Fr. Claudio Lurati (Photo: Semanario Diocesano de Como)

Fr. Claudio Lurati: “God still calls me to Egypt”

The Holy See has just announced the appointment of the Comboni missionary as Apostolic Vicar of Alexandria. He returns to the place where he lived for twelve years and where he saw works and great friendships flourish.
Giorgio Paolucci

It is a small flock, that of the Roman Catholics in Egypt. Seventy thousand faithful, a minority within a minority Christian community that includes many families – the most numerous are the Coptics – born of an ancient history rooted in the pluriformity of the Church. A few days ago, Pope Francis called Fr. Claudio Lurati to guide them. He was born in 1962 in Como and - like the founder of the congregation to which he belongs - has long carried Africa in his heart. After his baccalaureate in Theology in Kenya, he lived in Verona for five years, one in Sudan and twelve in Egypt. Then he was in Rome as treasurer general. Now he has been appointed Apostolic Vicar of Alexandria, where he will find many friendly faces.

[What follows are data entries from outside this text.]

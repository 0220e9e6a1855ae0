//! Pulls new sources from the feed into the store as `Discovered` raw inputs.

use std::time::Duration;

use pulse_core::{
  collab::{SourceFeed, SourceItem},
  store::LineageStore,
};
use serde::Serialize;

use crate::{error::RunError, retry::RetryPolicy};

#[derive(Debug, Clone, Copy, Default, PartialEq, Eq, Serialize)]
pub struct DiscoveryReport {
  /// Items the feed offered.
  pub offered:  usize,
  /// Items that were new to the store.
  pub recorded: usize,
}

/// Ask `feed` for sources newer than the latest recorded discovery and
/// record each one. Re-offered sources are ignored by the store, so calling
/// this repeatedly is safe.
///
/// Transient feed failures and timeouts are retried under `policy`.
pub async fn discover<S, F>(
  store: &S,
  feed: &F,
  policy: &RetryPolicy,
  feed_timeout: Duration,
) -> Result<DiscoveryReport, RunError>
where
  S: LineageStore,
  F: SourceFeed,
{
  let since = store
    .latest_discovery()
    .await
    .map_err(|e| RunError::TransientIo {
      operation: "latest_discovery",
      message:   e.to_string(),
    })?;

  let items = fetch(feed, since, policy, feed_timeout).await?;
  let mut report = DiscoveryReport {
    offered: items.len(),
    ..DiscoveryReport::default()
  };

  for SourceItem {
    source_id,
    payload,
    timestamp,
  } in items
  {
    let inserted = store
      .record_discovered(source_id.clone(), timestamp, payload)
      .await
      .map_err(|e| RunError::TransientIo {
        operation: "record_discovered",
        message:   e.to_string(),
      })?;
    if inserted {
      tracing::debug!(%source_id, %timestamp, "discovered raw input");
      report.recorded += 1;
    }
  }

  tracing::info!(
    offered = report.offered,
    recorded = report.recorded,
    "discovery complete"
  );
  Ok(report)
}

async fn fetch<F: SourceFeed>(
  feed: &F,
  since: Option<chrono::DateTime<chrono::Utc>>,
  policy: &RetryPolicy,
  feed_timeout: Duration,
) -> Result<Vec<SourceItem>, RunError> {
  let mut attempt = 0;
  loop {
    attempt += 1;
    let (message, retryable) =
      match tokio::time::timeout(feed_timeout, feed.list_new_sources(since)).await
      {
        Ok(Ok(items)) => return Ok(items),
        Ok(Err(e)) => (e.to_string(), e.is_transient()),
        Err(_) => (format!("timed out after {feed_timeout:?}"), true),
      };

    if !retryable || !policy.allows_retry_after(attempt) {
      return Err(RunError::TransientIo {
        operation: "list_new_sources",
        message,
      });
    }
    let delay = policy.delay_for(attempt);
    tracing::warn!(attempt, error = %message, "source feed failed, retrying");
    tokio::time::sleep(delay).await;
  }
}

"Being such a small community in a country strongly marked by Muslim presence is a great opportunity to rediscover the reasons for a presence that does not depend upon numbers or works, which also have their value,” says Fr. Claudio: "The reasons are given to us by the person of Jesus whom we are called to witness with our lives, seeing with amazement that he can thus reach the most unexpected people and places, and that meaningful relationships and multiple possibilities of walking together can be born, even with those who are different from you.”

Alexandria, Egypt Alessandria d'Egitto (Photo: Flo P/Unsplash)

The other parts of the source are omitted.